At their November meeting, the committee noted that global inflation had increased due to the rapid recovery in global demand, combined with significant supply chain bottlenecks and labour shortages in some sectors. Ongoing higher government spending and monetary policy stimulus in many countries was contributing to strong demand. However, there was also considerable uncertainty about the persistence of global inflationary pressures. The committee noted they expected inflation to remain high in the near term, before returning to the midpoint of their target band over the next two years.
Investors held with the view that the RBNZ would continue to steadily hike the official cash rate (OCR) in 0.25% increments until August 2022 before continuing with hikes at a slower pace. Over the quarter, the New Zealand 10 year government bond yield climbed from 2.02% at the beginning of October to a peak of 2.68% on 12 November, before easing back to close the year at 2.33%, a yield increase of 0.31% over the quarter. The New Zealand 2 year government bond yield followed a similar pattern opening the quarter at 1.03% and ending the year at 1.98%, a yield increase of 0.95%.

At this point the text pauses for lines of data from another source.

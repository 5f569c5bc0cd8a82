//! Character-by-character text reveal.
//!
//! A block's content is captured as a [`Node`] tree. [`Reveal`] walks that
//! tree and yields the edits that rebuild it one character at a time;
//! [`LetterScript`] strings several blocks together with their pauses; and
//! [`Typist`] applies the script to a [`TypeSink`], stopping at every wait
//! and giving up for good once its [`Liveness`] is torn down.

use crate::config::LetterConfig;
use crate::frame::Liveness;

#[derive(Debug, Clone, PartialEq, Eq)]
pub enum Node {
    Text(String),
    Element(Element),
}

#[derive(Debug, Clone, PartialEq, Eq)]
pub struct Element {
    pub tag: String,
    pub attrs: Vec<(String, String)>,
    pub children: Vec<Node>,
}

impl Element {
    pub fn new(tag: impl Into<String>) -> Self {
        Self {
            tag: tag.into(),
            attrs: Vec::new(),
            children: Vec::new(),
        }
    }

    pub fn with_attr(mut self, name: impl Into<String>, value: impl Into<String>) -> Self {
        self.attrs.push((name.into(), value.into()));
        self
    }

    pub fn with_text(mut self, text: impl Into<String>) -> Self {
        self.children.push(Node::Text(text.into()));
        self
    }

    pub fn with_child(mut self, child: Element) -> Self {
        self.children.push(Node::Element(child));
        self
    }

    /// Same tag and attributes, no children.
    pub fn shallow(&self) -> Element {
        Element {
            tag: self.tag.clone(),
            attrs: self.attrs.clone(),
            children: Vec::new(),
        }
    }

    pub fn text_content(&self) -> String {
        let mut out = String::new();
        collect_text(&self.children, &mut out);
        out
    }
}

fn collect_text(nodes: &[Node], out: &mut String) {
    for node in nodes {
        match node {
            Node::Text(t) => out.push_str(t),
            Node::Element(e) => collect_text(&e.children, out),
        }
    }
}

/// One edit in the rebuild of a block.
#[derive(Debug, Clone, Copy, PartialEq, Eq)]
pub enum Step<'a> {
    /// Append a shallow copy of this element and descend into it.
    Enter(&'a Element),
    /// Append an empty text node; following characters go into it.
    BeginText,
    Char(char),
    /// Return to the parent of the current element.
    Leave,
}

enum Frame<'a> {
    Nodes(std::slice::Iter<'a, Node>),
    Chars(std::str::Chars<'a>),
}

/// Iterator over the steps that rebuild `nodes` in document order.
pub struct Reveal<'a> {
    stack: Vec<Frame<'a>>,
}

impl<'a> Reveal<'a> {
    pub fn new(nodes: &'a [Node]) -> Self {
        Self {
            stack: vec![Frame::Nodes(nodes.iter())],
        }
    }
}

impl<'a> Iterator for Reveal<'a> {
    type Item = Step<'a>;

    fn next(&mut self) -> Option<Step<'a>> {
        loop {
            let depth = self.stack.len();
            match self.stack.last_mut()? {
                Frame::Chars(chars) => match chars.next() {
                    Some(c) => return Some(Step::Char(c)),
                    None => {
                        self.stack.pop();
                    }
                },
                Frame::Nodes(nodes) => match nodes.next() {
                    Some(Node::Text(text)) => {
                        self.stack.push(Frame::Chars(text.chars()));
                        return Some(Step::BeginText);
                    }
                    Some(Node::Element(element)) => {
                        self.stack.push(Frame::Nodes(element.children.iter()));
                        return Some(Step::Enter(element));
                    }
                    None => {
                        self.stack.pop();
                        // The root frame has no element to leave.
                        if depth > 1 {
                            return Some(Step::Leave);
                        }
                    }
                },
            }
        }
    }
}

/// Receives the edits produced by a [`Typist`].
pub trait TypeSink {
    /// Empties block `block` and makes it visible.
    fn begin_block(&mut self, block: usize);
    fn enter(&mut self, element: &Element);
    fn begin_text(&mut self);
    fn push_char(&mut self, c: char);
    fn leave(&mut self);
}

/// A block to type and its per-character delay.
#[derive(Debug, Clone)]
pub struct Block {
    pub content: Vec<Node>,
    pub char_ms: u32,
    /// Pause after the block finishes.
    pub pause_after_ms: u32,
}

/// The letter: an opening delay, then the greeting, then each paragraph.
#[derive(Debug, Clone, Default)]
pub struct LetterScript {
    pub start_delay_ms: u32,
    pub blocks: Vec<Block>,
}

impl LetterScript {
    /// Missing greeting or zero paragraphs are fine; whatever exists is typed.
    pub fn new(greeting: Option<Vec<Node>>, paragraphs: Vec<Vec<Node>>, config: &LetterConfig) -> Self {
        let greeting = greeting.map(|content| Block {
            content,
            char_ms: config.greeting_char_ms,
            pause_after_ms: 0,
        });
        let paragraphs = paragraphs.into_iter().map(|content| Block {
            content,
            char_ms: config.paragraph_char_ms,
            pause_after_ms: config.paragraph_pause_ms,
        });
        Self {
            start_delay_ms: config.start_delay_ms,
            blocks: greeting.into_iter().chain(paragraphs).collect(),
        }
    }
}

enum Cursor<'a> {
    Start,
    Typing {
        block: usize,
        reveal: Reveal<'a>,
        started: bool,
    },
    Done,
}

/// Applies a [`LetterScript`] to a sink one wait at a time.
pub struct Typist<'a, S> {
    script: &'a LetterScript,
    sink: S,
    liveness: Liveness,
    cursor: Cursor<'a>,
}

impl<'a, S: TypeSink> Typist<'a, S> {
    pub fn new(script: &'a LetterScript, sink: S, liveness: Liveness) -> Self {
        Self {
            script,
            sink,
            liveness,
            cursor: Cursor::Start,
        }
    }

    pub fn sink(&self) -> &S {
        &self.sink
    }

    pub fn is_done(&self) -> bool {
        matches!(self.cursor, Cursor::Done)
    }

    /// Applies edits up to the next wait and returns its length in
    /// milliseconds, or `None` when the script is finished or cancelled.
    pub fn advance(&mut self) -> Option<u32> {
        loop {
            if !self.liveness.is_alive() {
                self.cursor = Cursor::Done;
                return None;
            }
            match &mut self.cursor {
                Cursor::Done => return None,
                Cursor::Start => {
                    self.cursor = Self::cursor_at(self.script, 0);
                    if self.script.start_delay_ms > 0 {
                        return Some(self.script.start_delay_ms);
                    }
                }
                Cursor::Typing {
                    block,
                    reveal,
                    started,
                } => {
                    let current = *block;
                    if !*started {
                        *started = true;
                        self.sink.begin_block(current);
                    }
                    match reveal.next() {
                        Some(Step::Char(c)) => {
                            self.sink.push_char(c);
                            return Some(self.script.blocks[current].char_ms);
                        }
                        Some(Step::BeginText) => self.sink.begin_text(),
                        Some(Step::Enter(element)) => self.sink.enter(element),
                        Some(Step::Leave) => self.sink.leave(),
                        None => {
                            let pause = self.script.blocks[current].pause_after_ms;
                            self.cursor = Self::cursor_at(self.script, current + 1);
                            if pause > 0 {
                                return Some(pause);
                            }
                        }
                    }
                }
            }
        }
    }

    /// Positions the cursor at `index` without touching the sink; the block
    /// is cleared on the next call so any preceding wait happens before
    /// anything changes on screen.
    fn cursor_at(script: &'a LetterScript, index: usize) -> Cursor<'a> {
        match script.blocks.get(index) {
            Some(block) => Cursor::Typing {
                block: index,
                reveal: Reveal::new(&block.content),
                started: false,
            },
            None => Cursor::Done,
        }
    }
}
//! Owned state for the 3D background: the swarm and everything that reacts
//! to the pointer, plus the per-frame instance buffers the renderer reads.

use glam::Vec2;
use rand::rngs::SmallRng;
use rand::SeedableRng;

use crate::config::{
    CameraConfig, FallingConfig, ShockwaveConfig, SplatterConfig, SwarmConfig, TrailConfig,
};
use crate::falling::FallingIcons;
use crate::frame::FrameTick;
use crate::impulse::{ShockwaveSlot, SplatterField};
use crate::instance::{icon_batches, IconBatch, InstanceBuffer};
use crate::pointer::{Camera, PointerState};
use crate::swarm::Swarm;
use crate::trail::Trail;

#[derive(Debug, Clone, Copy, Default)]
pub struct SceneConfig {
    pub camera: CameraConfig,
    pub swarm: SwarmConfig,
    pub shockwave: ShockwaveConfig,
    pub splatter: SplatterConfig,
    pub trail: TrailConfig,
    pub falling: FallingConfig,
}

pub struct Scene {
    camera: Camera,
    pointer: PointerState,
    rng: SmallRng,
    swarm: Swarm,
    shockwaves: ShockwaveSlot,
    splatters: SplatterField,
    trail: Trail,
    falling: FallingIcons,

    swarm_instances: InstanceBuffer,
    droplet_instances: InstanceBuffer,
    droplet_tints: Vec<f32>,
    trail_batches: Vec<IconBatch>,
    falling_batches: Vec<IconBatch>,
}

impl Scene {
    pub fn new(config: SceneConfig, aspect: f32, mut rng: SmallRng) -> Self {
        let swarm = Swarm::new(config.swarm, &mut rng);
        let falling = FallingIcons::new(config.falling, &mut rng);
        Self {
            camera: Camera::new(config.camera, aspect),
            pointer: PointerState::Absent,
            swarm,
            shockwaves: ShockwaveSlot::new(config.shockwave),
            splatters: SplatterField::new(config.splatter),
            trail: Trail::new(config.trail),
            falling,
            swarm_instances: InstanceBuffer::with_capacity(config.swarm.count),
            droplet_instances: InstanceBuffer::default(),
            droplet_tints: Vec::new(),
            trail_batches: icon_batches(config.trail.icons),
            falling_batches: icon_batches(config.falling.icons),
            rng,
        }
    }

    /// Scene seeded from a fixed value, for reproducible runs.
    pub fn seeded(config: SceneConfig, aspect: f32, seed: u64) -> Self {
        Self::new(config, aspect, SmallRng::seed_from_u64(seed))
    }

    pub fn pointer_moved(&mut self, pointer: PointerState) {
        self.pointer = pointer;
    }

    pub fn pointer_left(&mut self) {
        self.pointer = PointerState::Absent;
    }

    /// A click at `ndc`: restarts the shockwave and bursts a splatter at the
    /// same world point.
    pub fn pointer_released(&mut self, ndc: Vec2) {
        if let Some(origin) = self.camera.unproject_to_plane(ndc) {
            self.shockwaves.trigger(origin);
            self.splatters.spawn(origin, &mut self.rng);
        }
    }

    pub fn resize(&mut self, aspect: f32) {
        self.camera.set_aspect(aspect);
    }

    /// Runs every rule for one frame and refreshes all instance buffers.
    pub fn advance(&mut self, tick: &FrameTick) {
        self.shockwaves.advance(tick.delta);
        let pointer = self.camera.pointer_world(self.pointer);

        self.swarm
            .update(tick.elapsed, pointer, &self.shockwaves, &mut self.swarm_instances);

        self.splatters.update();
        self.splatters
            .write_instances(&mut self.droplet_instances, &mut self.droplet_tints);

        self.trail.update(pointer, &mut self.rng);
        self.trail.write_instances(&mut self.trail_batches);

        self.falling.update(&mut self.rng);
        self.falling.write_instances(&mut self.falling_batches);
    }

    pub fn camera(&self) -> &Camera {
        &self.camera
    }

    pub fn pointer(&self) -> PointerState {
        self.pointer
    }

    pub fn swarm(&self) -> &Swarm {
        &self.swarm
    }

    pub fn shockwaves(&self) -> &ShockwaveSlot {
        &self.shockwaves
    }

    pub fn splatters(&self) -> &SplatterField {
        &self.splatters
    }

    pub fn trail(&self) -> &Trail {
        &self.trail
    }

    pub fn swarm_instances(&self) -> &InstanceBuffer {
        &self.swarm_instances
    }

    /// Clears the change flags once the renderer has uploaded every buffer.
    pub fn mark_uploaded(&mut self) {
        self.swarm_instances.mark_uploaded();
        self.droplet_instances.mark_uploaded();
        for batch in self.trail_batches.iter_mut().chain(&mut self.falling_batches) {
            batch.transforms.mark_uploaded();
        }
    }

    pub fn droplets(&self) -> (&InstanceBuffer, &[f32]) {
        (&self.droplet_instances, &self.droplet_tints)
    }

    pub fn trail_batches(&self) -> &[IconBatch] {
        &self.trail_batches
    }

    pub fn falling_batches(&self) -> &[IconBatch] {
        &self.falling_batches
    }
}
use glam::Vec3;
use petalfx::config::{ShockwaveConfig, SwarmConfig};
use petalfx::impulse::ShockwaveSlot;
use petalfx::instance::InstanceBuffer;
use petalfx::swarm::{damp_toward, repulsion, Swarm, SwarmParticle};
use rand::rngs::StdRng;
use rand::SeedableRng;

fn small_swarm(count: usize) -> Swarm {
    let config = SwarmConfig {
        count,
        ..SwarmConfig::default()
    };
    Swarm::new(config, &mut StdRng::seed_from_u64(11))
}

fn particle_at(anchor: Vec3) -> SwarmParticle {
    SwarmParticle {
        pos: anchor,
        anchor,
        phase: 0.0,
        speed: 0.0,
        scale_speed: 0.1,
        scale_offset: 0.0,
        base_scale: 0.02,
    }
}

#[test]
fn damping_approaches_without_overshoot() {
    let target = Vec3::new(3.0, -2.0, 1.0);
    let mut pos = Vec3::ZERO;
    let mut last = pos.distance(target);
    for _ in 0..60 {
        pos = damp_toward(pos, target, 0.08);
        let dist = pos.distance(target);
        assert!(dist < last);
        assert!(pos.x <= target.x && pos.y >= target.y && pos.z <= target.z);
        last = dist;
    }
    assert!(last < 0.05);
}

#[test]
fn spawns_inside_extent_with_fixed_colours() {
    let swarm = small_swarm(500);
    let half = swarm.config().extent * 0.5;
    assert_eq!(swarm.len(), 500);
    assert_eq!(swarm.colors().len(), 500);
    assert_eq!(swarm.colors().as_slice().len(), 1500);
    for p in swarm.particles() {
        assert!(p.anchor.abs().cmple(half).all());
    }

    let mut swarm = swarm;
    let before = swarm.colors().as_slice().to_vec();
    let mut out = InstanceBuffer::default();
    swarm.update(1.0, Some(Vec3::ZERO), &ShockwaveSlot::default(), &mut out);
    assert_eq!(swarm.colors().as_slice(), &before[..]);
    assert_eq!(out.len(), 500);
}

#[test]
fn drift_stays_within_amplitude() {
    let config = SwarmConfig::default();
    let mut p = particle_at(Vec3::new(1.0, 2.0, 3.0));
    p.speed = 0.15;
    p.phase = 42.0;
    for step in 0..100 {
        let t = p.drift_target(step as f32 * 0.37, &config);
        let offset = (t - p.anchor).abs();
        assert!(offset.max_element() <= config.drift_amplitude + 1e-5);
    }
}

#[test]
fn repulsion_is_linear_inside_radius_and_zero_outside() {
    let push = repulsion(Vec3::new(2.5, 0.0, 0.0), Vec3::ZERO, 5.0, 4.0).unwrap();
    assert!((push - Vec3::new(2.0, 0.0, 0.0)).length() < 1e-5);
    assert!(repulsion(Vec3::new(6.0, 0.0, 0.0), Vec3::ZERO, 5.0, 4.0).is_none());
    assert!(repulsion(Vec3::ZERO, Vec3::ZERO, 5.0, 4.0).is_none());
}

#[test]
fn pointer_pushes_target_and_boosts_scale() {
    let swarm = small_swarm(0);
    let p = particle_at(Vec3::new(1.0, 0.0, 0.0));
    let calm = swarm.target(&p, 0.0, None, &ShockwaveSlot::default());
    let (target, scale) = swarm.target(&p, 0.0, Some(Vec3::new(-1.0, 0.0, 0.0)), &ShockwaveSlot::default());
    assert!(target.x > calm.0.x);
    assert!((scale - 1.2).abs() < 1e-6);
}

#[test]
fn particle_on_the_pointer_is_left_alone() {
    let swarm = small_swarm(0);
    let p = particle_at(Vec3::ZERO);
    let drift = p.drift_target(0.0, swarm.config());
    let (target, scale) = swarm.target(&p, 0.0, Some(drift), &ShockwaveSlot::default());
    assert!(target.is_finite());
    assert_eq!(target, drift);
    assert_eq!(scale, 1.0);
}

#[test]
fn shockwave_force_scales_with_remaining_time() {
    let swarm = small_swarm(0);
    let p = particle_at(Vec3::new(7.5, 0.0, 0.0));
    let drift = p.drift_target(0.0, swarm.config());

    let mut slot = ShockwaveSlot::new(ShockwaveConfig::default());
    slot.trigger(Vec3::new(drift.x - 7.5, drift.y, drift.z));
    let (fresh, fresh_scale) = swarm.target(&p, 0.0, None, &slot);
    // (15 - 7.5) / 15 * 20 * 1.0
    assert!((fresh.x - drift.x - 10.0).abs() < 1e-3);
    assert!((fresh_scale - 2.0).abs() < 1e-6);

    slot.advance(1.0 / 6.0);
    let wave = slot.active().unwrap();
    assert!((wave.time - 0.5).abs() < 1e-6);
    let (aged, aged_scale) = swarm.target(&p, 0.0, None, &slot);
    assert!((aged.x - drift.x - 5.0).abs() < 1e-3);
    assert!((aged_scale - 1.5).abs() < 1e-6);
}

#[test]
fn swarm_settles_back_after_pointer_leaves() {
    let mut swarm = small_swarm(50);
    let shock = ShockwaveSlot::default();
    let mut out = InstanceBuffer::default();
    for _ in 0..30 {
        swarm.update(0.0, Some(Vec3::ZERO), &shock, &mut out);
    }
    for _ in 0..300 {
        swarm.update(0.0, None, &shock, &mut out);
    }
    let config = *swarm.config();
    for p in swarm.particles() {
        assert!(p.pos.distance(p.drift_target(0.0, &config)) < 0.01);
    }
}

Similar to the effects seen overseas, this flattening of the local yield curve and rising yield environment, overall, generally meant negative short term returns for bonds of all durations.
The S&P/NZX A-Grade Corporate Bond Index fell -1.4% for the quarter and -4.4% for the year, while the longer duration but higher quality S&P/NZX NZ Government Bond Index fell -1.8% for the quarter and -6.2% for the year.